* [INPUT DATA]
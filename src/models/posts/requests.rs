use super::entities::PostStatus;
use serde::Deserialize;
use ts_rs::TS;

#[derive(Debug, Clone, Deserialize, TS)]
#[ts(export, export_to = "post.ts")]
pub struct PostListQuery {
    pub page: Option<i64>,
    pub size: Option<i64>,
    // 公开接口忽略此字段，只返回已发布文章
    pub status: Option<PostStatus>,
    pub category: Option<String>,
    pub tag: Option<String>,
    pub search: Option<String>,
}

#[derive(Debug, Clone, Deserialize, TS)]
#[ts(export, export_to = "post.ts")]
pub struct CreatePostRequest {
    pub title: String,
    // 缺省时由标题生成
    pub slug: Option<String>,
    pub excerpt: Option<String>,
    pub content: String,
    pub status: Option<PostStatus>,
    #[serde(default)]
    pub categories: Vec<String>,
    #[serde(default)]
    pub tags: Vec<String>,
}

// categories / tags 存在时整体替换
#[derive(Debug, Clone, Default, Deserialize, TS)]
#[ts(export, export_to = "post.ts")]
pub struct UpdatePostRequest {
    pub title: Option<String>,
    pub slug: Option<String>,
    pub excerpt: Option<String>,
    pub content: Option<String>,
    pub status: Option<PostStatus>,
    pub categories: Option<Vec<String>>,
    pub tags: Option<Vec<String>>,
}
use actix_web::{HttpRequest, HttpResponse, Result as ActixResult, web};
use once_cell::sync::Lazy;

use crate::middlewares;
use crate::models::users::entities::UserRole;
use crate::models::users::requests::{CreateUserRequest, UpdateUserRequest, UserListQuery};
use crate::services::UserService;
use crate::utils::SafeIDI64;

// 懒加载的全局 UserService 实例
static USER_SERVICE: Lazy<UserService> = Lazy::new(UserService::new_lazy);

// HTTP处理程序
pub async fn list_users(
    req: HttpRequest,
    query: web::Query<UserListQuery>,
) -> ActixResult<HttpResponse> {
    USER_SERVICE.list_users(&req, query.into_inner()).await
}

pub async fn create_user(
    req: HttpRequest,
    user_data: web::Json<CreateUserRequest>,
) -> ActixResult<HttpResponse> {
    USER_SERVICE.create_user(&req, user_data.into_inner()).await
}

pub async fn get_current_user(req: HttpRequest) -> ActixResult<HttpResponse> {
    USER_SERVICE.get_current_user(&req).await
}

pub async fn get_user(req: HttpRequest, user_id: SafeIDI64) -> ActixResult<HttpResponse> {
    USER_SERVICE.get_user(&req, user_id.0).await
}

pub async fn update_user(
    req: HttpRequest,
    user_id: SafeIDI64,
    update_data: web::Json<UpdateUserRequest>,
) -> ActixResult<HttpResponse> {
    USER_SERVICE
        .update_user(&req, user_id.0, update_data.into_inner())
        .await
}

pub async fn delete_user(req: HttpRequest, user_id: SafeIDI64) -> ActixResult<HttpResponse> {
    USER_SERVICE.delete_user(&req, user_id.0).await
}

// 配置路由
pub fn configure_user_routes(cfg: &mut web::ServiceConfig) {
    cfg.service(
        web::scope("/api/users")
            .wrap(middlewares::RequireJWT)
            // 任何已登记的用户都可以查询自己
            .route("/me", web::get().to(get_current_user))
            .service(
                web::scope("")
                    .wrap(middlewares::RequireRole::new_any(UserRole::admin_roles()))
                    .route("", web::get().to(list_users))
                    .route("", web::post().to(create_user))
                    .route("/{id}", web::get().to(get_user))
                    .route("/{id}", web::put().to(update_user))
                    .route("/{id}", web::delete().to(delete_user)),
            ),
    );
}
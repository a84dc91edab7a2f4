//! 课次存储操作

use super::{SeaOrmStorage, read_error, write_error};
use crate::entity::class_schedules::Entity as ClassSchedules;
use crate::entity::class_sessions::{ActiveModel, Column, Entity as ClassSessions};
use crate::errors::{Result, SchoolOpsError};
use crate::models::{
    PaginationInfo,
    common::normalize_page,
    sessions::{
        entities::{ClassSession, SessionStatus},
        requests::{CreateSessionRequest, SessionListQuery, UpdateSessionRequest},
        responses::SessionListResponse,
    },
};
use sea_orm::{
    ActiveModelTrait, ColumnTrait, EntityTrait, PaginatorTrait, QueryFilter, QueryOrder, Set,
};

impl SeaOrmStorage {
    /// 创建课次，缺省的上下课时间取自所属课表
    pub async fn create_session_impl(&self, req: CreateSessionRequest) -> Result<ClassSession> {
        let schedule = match req.schedule_id {
            Some(schedule_id) => {
                let schedule = ClassSchedules::find_by_id(schedule_id)
                    .one(&self.db)
                    .await
                    .map_err(|e| read_error("查询课表失败", e))?
                    .ok_or_else(|| {
                        SchoolOpsError::not_found(format!("课表 {schedule_id} 不存在"))
                    })?;
                if schedule.class_id != req.class_id {
                    return Err(SchoolOpsError::validation("课表不属于该班级"));
                }
                Some(schedule)
            }
            None => None,
        };

        let start_time = req
            .start_time
            .or(schedule.as_ref().map(|s| s.start_time))
            .ok_or_else(|| SchoolOpsError::validation("缺少上课时间 start_time"))?;
        let end_time = req
            .end_time
            .or(schedule.as_ref().map(|s| s.end_time))
            .ok_or_else(|| SchoolOpsError::validation("缺少下课时间 end_time"))?;
        if start_time >= end_time {
            return Err(SchoolOpsError::validation("上课时间必须早于下课时间"));
        }

        let now = chrono::Utc::now().timestamp();
        let model = ActiveModel {
            class_id: Set(req.class_id),
            schedule_id: Set(req.schedule_id),
            session_date: Set(req.session_date),
            start_time: Set(start_time),
            end_time: Set(end_time),
            topic: Set(req.topic),
            status: Set(req.status.unwrap_or(SessionStatus::Scheduled).to_string()),
            created_at: Set(now),
            updated_at: Set(now),
            ..Default::default()
        };

        let result = model
            .insert(&self.db)
            .await
            .map_err(|e| write_error("创建课次失败", e))?;

        Ok(result.into_session())
    }

    pub async fn get_session_by_id_impl(&self, id: i64) -> Result<Option<ClassSession>> {
        let result = ClassSessions::find_by_id(id)
            .one(&self.db)
            .await
            .map_err(|e| read_error("查询课次失败", e))?;

        Ok(result.map(|m| m.into_session()))
    }

    /// 分页列出课次，按日期倒序
    pub async fn list_sessions_with_pagination_impl(
        &self,
        query: SessionListQuery,
    ) -> Result<SessionListResponse> {
        let (page, size) = normalize_page(query.page, query.size);

        let mut select = ClassSessions::find();

        if let Some(class_id) = query.class_id {
            select = select.filter(Column::ClassId.eq(class_id));
        }
        if let Some(status) = query.status {
            select = select.filter(Column::Status.eq(status.as_str()));
        }
        if let Some(from) = query.from {
            select = select.filter(Column::SessionDate.gte(from));
        }
        if let Some(to) = query.to {
            select = select.filter(Column::SessionDate.lte(to));
        }

        let paginator = select
            .order_by_desc(Column::SessionDate)
            .order_by_desc(Column::StartTime)
            .paginate(&self.db, size);
        let total = paginator
            .num_items()
            .await
            .map_err(|e| read_error("查询课次总数失败", e))?;
        let pages = paginator
            .num_pages()
            .await
            .map_err(|e| read_error("查询课次页数失败", e))?;
        let sessions = paginator
            .fetch_page(page - 1)
            .await
            .map_err(|e| read_error("查询课次列表失败", e))?;

        Ok(SessionListResponse {
            items: sessions.into_iter().map(|m| m.into_session()).collect(),
            pagination: PaginationInfo::new(page, size, total, pages),
        })
    }

    pub async fn update_session_impl(
        &self,
        id: i64,
        update: UpdateSessionRequest,
    ) -> Result<Option<ClassSession>> {
        let Some(existing) = ClassSessions::find_by_id(id)
            .one(&self.db)
            .await
            .map_err(|e| read_error("查询课次失败", e))?
        else {
            return Ok(None);
        };

        let start_time = update.start_time.unwrap_or(existing.start_time);
        let end_time = update.end_time.unwrap_or(existing.end_time);
        if start_time >= end_time {
            return Err(SchoolOpsError::validation("上课时间必须早于下课时间"));
        }

        let mut model: ActiveModel = existing.into();
        model.start_time = Set(start_time);
        model.end_time = Set(end_time);
        if let Some(session_date) = update.session_date {
            model.session_date = Set(session_date);
        }
        if let Some(topic) = update.topic {
            model.topic = Set(Some(topic));
        }
        if let Some(status) = update.status {
            model.status = Set(status.to_string());
        }
        model.updated_at = Set(chrono::Utc::now().timestamp());

        let result = model
            .update(&self.db)
            .await
            .map_err(|e| write_error("更新课次失败", e))?;

        Ok(Some(result.into_session()))
    }

    pub async fn delete_session_impl(&self, id: i64) -> Result<bool> {
        let result = ClassSessions::delete_by_id(id)
            .exec(&self.db)
            .await
            .map_err(|e| write_error("删除课次失败", e))?;

        Ok(result.rows_affected > 0)
    }
}

#[cfg(test)]
pub(crate) mod tests {
    use super::*;
    use crate::models::schedules::requests::CreateScheduleRequest;
    use crate::storage::sea_orm_storage::classes::tests::class_request;
    use chrono::{NaiveDate, NaiveTime};

    pub(crate) fn session_request(class_id: i64, date: NaiveDate) -> CreateSessionRequest {
        CreateSessionRequest {
            class_id,
            schedule_id: None,
            session_date: date,
            start_time: NaiveTime::from_hms_opt(9, 0, 0),
            end_time: NaiveTime::from_hms_opt(10, 0, 0),
            topic: None,
            status: None,
        }
    }

    #[tokio::test]
    async fn test_session_inherits_schedule_times() {
        let storage = SeaOrmStorage::new_in_memory().await.unwrap();
        let class = storage
            .create_class_impl(class_request("Biology", None))
            .await
            .unwrap();
        let schedule = storage
            .create_schedule_impl(CreateScheduleRequest {
                class_id: class.id,
                day_of_week: 3,
                start_time: NaiveTime::from_hms_opt(16, 0, 0).unwrap(),
                end_time: NaiveTime::from_hms_opt(17, 30, 0).unwrap(),
                room: None,
                teacher_ids: vec![],
            })
            .await
            .unwrap();

        let session = storage
            .create_session_impl(CreateSessionRequest {
                class_id: class.id,
                schedule_id: Some(schedule.id),
                session_date: NaiveDate::from_ymd_opt(2025, 3, 5).unwrap(),
                start_time: None,
                end_time: None,
                topic: Some("Cells".to_string()),
                status: None,
            })
            .await
            .unwrap();
        assert_eq!(session.start_time, schedule.start_time);
        assert_eq!(session.end_time, schedule.end_time);
        assert_eq!(session.status, SessionStatus::Scheduled);
    }

    #[tokio::test]
    async fn test_session_rejects_inverted_times() {
        let storage = SeaOrmStorage::new_in_memory().await.unwrap();
        let class = storage
            .create_class_impl(class_request("History", None))
            .await
            .unwrap();
        let mut req = session_request(class.id, NaiveDate::from_ymd_opt(2025, 3, 5).unwrap());
        req.start_time = NaiveTime::from_hms_opt(11, 0, 0);

        let err = storage.create_session_impl(req).await.unwrap_err();
        assert!(matches!(err, SchoolOpsError::Validation(_)));
    }
}
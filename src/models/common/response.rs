use serde::{Deserialize, Serialize};
use ts_rs::TS;

use crate::models::ErrorCode;

// 统一的API响应结构：{ success, message, data?, error?, timestamp }
#[derive(Debug, Clone, Serialize, TS)]
#[ts(export, export_to = "api.ts")]
pub struct ApiResponse<T: TS> {
    pub success: bool,
    pub message: String,
    #[serde(skip_serializing_if = "Option::is_none")]
    pub data: Option<T>,
    #[serde(skip_serializing_if = "Option::is_none")]
    pub error: Option<ErrorCode>,
    pub timestamp: chrono::DateTime<chrono::Utc>,
}

impl<T: TS> ApiResponse<T> {
    pub fn success(data: T, message: impl Into<String>) -> Self {
        Self {
            success: true,
            message: message.into(),
            data: Some(data),
            error: None,
            timestamp: chrono::Utc::now(),
        }
    }

    /// 失败但仍携带数据（例如部分导入结果）
    pub fn error(code: ErrorCode, data: T, message: impl Into<String>) -> Self {
        Self {
            success: false,
            message: message.into(),
            data: Some(data),
            error: Some(code),
            timestamp: chrono::Utc::now(),
        }
    }
}

impl ApiResponse<()> {
    pub fn success_empty(message: impl Into<String>) -> Self {
        Self {
            success: true,
            message: message.into(),
            data: None,
            error: None,
            timestamp: chrono::Utc::now(),
        }
    }

    pub fn error_empty(code: ErrorCode, message: impl Into<String>) -> Self {
        Self {
            success: false,
            message: message.into(),
            data: None,
            error: Some(code),
            timestamp: chrono::Utc::now(),
        }
    }
}

// 仅用于测试中解析响应体
#[derive(Debug, Deserialize)]
pub struct ApiResponseBody<T> {
    pub success: bool,
    pub message: String,
    pub data: Option<T>,
    pub error: Option<String>,
}

#[cfg(test)]
mod tests {
    use super::*;

    #[test]
    fn test_success_envelope_shape() {
        let json = serde_json::to_value(ApiResponse::success(7_i32, "ok")).unwrap();
        assert_eq!(json["success"], true);
        assert_eq!(json["data"], 7);
        assert!(json.get("error").is_none());
    }

    #[test]
    fn test_error_envelope_shape() {
        let json = serde_json::to_value(ApiResponse::error_empty(
            ErrorCode::PaymentAlreadyExists,
            "duplicate",
        ))
        .unwrap();
        assert_eq!(json["success"], false);
        assert_eq!(json["error"], "payment_already_exists");
        assert_eq!(json["message"], "duplicate");
        assert!(json.get("data").is_none());
    }
}
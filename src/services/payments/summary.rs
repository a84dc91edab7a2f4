use actix_web::{HttpRequest, HttpResponse, Result as ActixResult};

use super::PaymentService;
use crate::models::{ApiResponse, ErrorCode, payments::requests::PaymentSummaryQuery};
use crate::services::common::{storage_error_response, validation_error};
use crate::utils::{dates::current_period, validate::validate_period};

pub async fn payment_summary(
    service: &PaymentService,
    request: &HttpRequest,
    query: PaymentSummaryQuery,
) -> ActixResult<HttpResponse> {
    let (current_year, current_month) = current_period();
    let month = query.month.unwrap_or(current_month);
    let year = query.year.unwrap_or(current_year);

    if let Err(msg) = validate_period(month, year) {
        return Ok(validation_error(msg));
    }

    let storage = service.get_storage(request);

    match storage.payment_summary(month, year).await {
        Ok(summary) => Ok(HttpResponse::Ok().json(ApiResponse::success(
            summary,
            "Payment summary retrieved successfully",
        ))),
        Err(e) => Ok(storage_error_response(
            &e,
            ErrorCode::Conflict,
            "Failed to summarize payments",
        )),
    }
}
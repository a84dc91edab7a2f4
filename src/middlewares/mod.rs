pub mod rate_limit;
pub mod require_jwt;
pub mod require_role;

pub use rate_limit::RateLimit;
pub use require_jwt::RequireJWT;
pub use require_role::RequireRole;

use actix_web::{HttpResponse, http::StatusCode, http::header::CONTENT_TYPE};

use crate::models::{ApiResponse, ErrorCode};

// 中间件共用的错误响应
pub(crate) fn create_error_response(
    status: StatusCode,
    code: ErrorCode,
    message: &str,
) -> HttpResponse {
    match status {
        StatusCode::NO_CONTENT => HttpResponse::build(status)
            .insert_header((CONTENT_TYPE, "text/plain; charset=utf-8"))
            .finish(),
        _ => HttpResponse::build(status)
            .insert_header((CONTENT_TYPE, "application/json; charset=utf-8"))
            .json(ApiResponse::<()>::error_empty(code, message)),
    }
}
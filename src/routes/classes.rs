use actix_web::{HttpRequest, HttpResponse, Result as ActixResult, web};
use once_cell::sync::Lazy;

use crate::middlewares;
use crate::models::classes::requests::{
    AttendanceSummaryQuery, ClassListQuery, CreateClassRequest, UpdateClassRequest,
};
use crate::models::users::entities::UserRole;
use crate::services::ClassService;
use crate::utils::SafeClassIdI64;

// 懒加载的全局 CLASS_SERVICE 实例
static CLASS_SERVICE: Lazy<ClassService> = Lazy::new(ClassService::new_lazy);

// HTTP处理程序
pub async fn list_classes(
    req: HttpRequest,
    query: web::Query<ClassListQuery>,
) -> ActixResult<HttpResponse> {
    CLASS_SERVICE.list_classes(&req, query.into_inner()).await
}

pub async fn create_class(
    req: HttpRequest,
    class_data: web::Json<CreateClassRequest>,
) -> ActixResult<HttpResponse> {
    CLASS_SERVICE
        .create_class(&req, class_data.into_inner())
        .await
}

pub async fn get_class(req: HttpRequest, class_id: SafeClassIdI64) -> ActixResult<HttpResponse> {
    CLASS_SERVICE.get_class(&req, class_id.0).await
}

pub async fn update_class(
    req: HttpRequest,
    class_id: SafeClassIdI64,
    update_data: web::Json<UpdateClassRequest>,
) -> ActixResult<HttpResponse> {
    CLASS_SERVICE
        .update_class(&req, class_id.0, update_data.into_inner())
        .await
}

pub async fn delete_class(req: HttpRequest, class_id: SafeClassIdI64) -> ActixResult<HttpResponse> {
    CLASS_SERVICE.delete_class(&req, class_id.0).await
}

pub async fn attendance_summary(
    req: HttpRequest,
    class_id: SafeClassIdI64,
    query: web::Query<AttendanceSummaryQuery>,
) -> ActixResult<HttpResponse> {
    CLASS_SERVICE
        .attendance_summary(&req, class_id.0, query.into_inner())
        .await
}

// 配置路由
pub fn configure_classes_routes(cfg: &mut web::ServiceConfig) {
    cfg.service(
        web::scope("/api/classes")
            .wrap(middlewares::RequireJWT)
            .service(
                web::resource("")
                    .route(
                        web::get()
                            .to(list_classes)
                            .wrap(middlewares::RequireRole::new_any(UserRole::staff_roles())),
                    )
                    .route(
                        web::post()
                            .to(create_class)
                            .wrap(middlewares::RequireRole::new_any(UserRole::admin_roles())),
                    ),
            )
            .service(
                web::resource("/{class_id}")
                    .route(
                        web::get()
                            .to(get_class)
                            .wrap(middlewares::RequireRole::new_any(UserRole::staff_roles())),
                    )
                    .route(
                        web::put()
                            .to(update_class)
                            // 教师只能更新自己负责的班级，在服务层校验
                            .wrap(middlewares::RequireRole::new_any(UserRole::staff_roles())),
                    )
                    .route(
                        web::delete()
                            .to(delete_class)
                            .wrap(middlewares::RequireRole::new_any(UserRole::admin_roles())),
                    ),
            )
            .service(
                web::resource("/{class_id}/attendance/summary").route(
                    web::get()
                        .to(attendance_summary)
                        .wrap(middlewares::RequireRole::new_any(UserRole::staff_roles())),
                ),
            ),
    );
}
pub mod shutdown;
pub mod startup;
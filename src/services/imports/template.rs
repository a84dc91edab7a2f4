//! 导入模板生成：加粗表头 + 一行示例

use actix_web::HttpResponse;
use rust_xlsxwriter::{Format, Workbook, XlsxError};
use tracing::error;

use crate::models::{ApiResponse, ErrorCode, imports::TemplateFormat};

const XLSX_CONTENT_TYPE: &str =
    "application/vnd.openxmlformats-officedocument.spreadsheetml.sheet";

/// 生成模板下载响应
pub fn build_template(
    format: TemplateFormat,
    headers: &[&str],
    example: &[&str],
    name: &str,
) -> HttpResponse {
    let result = match format {
        TemplateFormat::Xlsx => xlsx_bytes(headers, example, name)
            .map(|bytes| (bytes, XLSX_CONTENT_TYPE, "xlsx"))
            .map_err(|e| e.to_string()),
        TemplateFormat::Csv => csv_bytes(headers, example)
            .map(|bytes| (bytes, "text/csv; charset=utf-8", "csv"))
            .map_err(|e| e.to_string()),
    };

    match result {
        Ok((bytes, content_type, ext)) => HttpResponse::Ok()
            .content_type(content_type)
            .insert_header((
                "Content-Disposition",
                format!("attachment; filename=\"{name}_template.{ext}\""),
            ))
            .body(bytes),
        Err(e) => {
            error!("模板生成失败: {}", e);
            HttpResponse::InternalServerError().json(ApiResponse::error_empty(
                ErrorCode::InternalServerError,
                format!("模板生成失败: {e}"),
            ))
        }
    }
}

pub(crate) fn xlsx_bytes(
    headers: &[&str],
    example: &[&str],
    sheet_name: &str,
) -> Result<Vec<u8>, XlsxError> {
    let mut workbook = Workbook::new();
    let worksheet = workbook.add_worksheet();
    worksheet.set_name(sheet_name)?;

    let header_format = Format::new().set_bold();
    for (col, header) in headers.iter().enumerate() {
        worksheet.write_string_with_format(0, col as u16, *header, &header_format)?;
        worksheet.set_column_width(col as u16, 18)?;
    }
    for (col, value) in example.iter().enumerate() {
        worksheet.write_string(1, col as u16, *value)?;
    }

    workbook.save_to_buffer()
}

fn csv_bytes(headers: &[&str], example: &[&str]) -> Result<Vec<u8>, csv::Error> {
    let mut wtr = csv::Writer::from_writer(vec![]);
    wtr.write_record(headers)?;
    wtr.write_record(example)?;
    wtr.into_inner().map_err(|e| e.into_error().into())
}

#[cfg(test)]
mod tests {
    use super::*;
    use actix_web::body::MessageBody;

    #[test]
    fn test_csv_template() {
        let resp = build_template(
            TemplateFormat::Csv,
            &["name", "email"],
            &["Ana", "ana@school.test"],
            "students",
        );
        assert_eq!(resp.status(), actix_web::http::StatusCode::OK);
        assert_eq!(
            resp.headers()
                .get("Content-Disposition")
                .and_then(|v| v.to_str().ok()),
            Some("attachment; filename=\"students_template.csv\"")
        );
        let body = resp.into_body().try_into_bytes().unwrap_or_default();
        assert_eq!(
            String::from_utf8(body.to_vec()).unwrap(),
            "name,email\nAna,ana@school.test\n"
        );
    }

    #[test]
    fn test_xlsx_template_content_type() {
        let resp = build_template(
            TemplateFormat::Xlsx,
            &["name", "email"],
            &["Ana", "ana@school.test"],
            "teachers",
        );
        assert_eq!(
            resp.headers()
                .get("Content-Type")
                .and_then(|v| v.to_str().ok()),
            Some(XLSX_CONTENT_TYPE)
        );
    }
}
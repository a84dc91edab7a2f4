use actix_web::{HttpRequest, HttpResponse, Result as ActixResult, web};
use once_cell::sync::Lazy;

use crate::middlewares;
use crate::models::enrollments::requests::{
    CreateEnrollmentRequest, EnrollmentListQuery, UpdateEnrollmentRequest,
};
use crate::models::users::entities::UserRole;
use crate::services::EnrollmentService;
use crate::utils::SafeIDI64;

static ENROLLMENT_SERVICE: Lazy<EnrollmentService> = Lazy::new(EnrollmentService::new_lazy);

pub async fn list_enrollments(
    req: HttpRequest,
    query: web::Query<EnrollmentListQuery>,
) -> ActixResult<HttpResponse> {
    ENROLLMENT_SERVICE
        .list_enrollments(&req, query.into_inner())
        .await
}

pub async fn create_enrollment(
    req: HttpRequest,
    enrollment_data: web::Json<CreateEnrollmentRequest>,
) -> ActixResult<HttpResponse> {
    ENROLLMENT_SERVICE
        .create_enrollment(&req, enrollment_data.into_inner())
        .await
}

pub async fn get_enrollment(
    req: HttpRequest,
    enrollment_id: SafeIDI64,
) -> ActixResult<HttpResponse> {
    ENROLLMENT_SERVICE
        .get_enrollment(&req, enrollment_id.0)
        .await
}

pub async fn update_enrollment(
    req: HttpRequest,
    enrollment_id: SafeIDI64,
    update_data: web::Json<UpdateEnrollmentRequest>,
) -> ActixResult<HttpResponse> {
    ENROLLMENT_SERVICE
        .update_enrollment(&req, enrollment_id.0, update_data.into_inner())
        .await
}

pub async fn delete_enrollment(
    req: HttpRequest,
    enrollment_id: SafeIDI64,
) -> ActixResult<HttpResponse> {
    ENROLLMENT_SERVICE
        .delete_enrollment(&req, enrollment_id.0)
        .await
}

// 配置路由
pub fn configure_enrollment_routes(cfg: &mut web::ServiceConfig) {
    cfg.service(
        web::scope("/api/enrollments")
            .wrap(middlewares::RequireJWT)
            .service(
                web::resource("")
                    .route(
                        web::get()
                            .to(list_enrollments)
                            .wrap(middlewares::RequireRole::new_any(UserRole::staff_roles())),
                    )
                    .route(
                        web::post()
                            .to(create_enrollment)
                            .wrap(middlewares::RequireRole::new_any(UserRole::admin_roles())),
                    ),
            )
            .service(
                web::resource("/{id}")
                    .route(
                        web::get()
                            .to(get_enrollment)
                            .wrap(middlewares::RequireRole::new_any(UserRole::staff_roles())),
                    )
                    .route(
                        web::put()
                            .to(update_enrollment)
                            .wrap(middlewares::RequireRole::new_any(UserRole::admin_roles())),
                    )
                    .route(
                        web::delete()
                            .to(delete_enrollment)
                            .wrap(middlewares::RequireRole::new_any(UserRole::admin_roles())),
                    ),
            ),
    );
}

* [YOUR GOAL] Would you please copy each line of the listing that contains the word "SchoolOpsError"?

* [REPLY TO THE TASK]
use crate::errors::{Result, SchoolOpsError};
                        SchoolOpsError::not_found(format!("课表 {schedule_id} 不存在"))
                    return Err(SchoolOpsError::validation("课表不属于该班级"));
            .ok_or_else(|| SchoolOpsError::validation("缺少上课时间 start_time"))?;
            .ok_or_else(|| SchoolOpsError::validation("缺少下课时间 end_time"))?;
            return Err(SchoolOpsError::validation("上课时间必须早于下课时间"));
            return Err(SchoolOpsError::validation("上课时间必须早于下课时间"));
        assert!(matches!(err, SchoolOpsError::Validation(_)));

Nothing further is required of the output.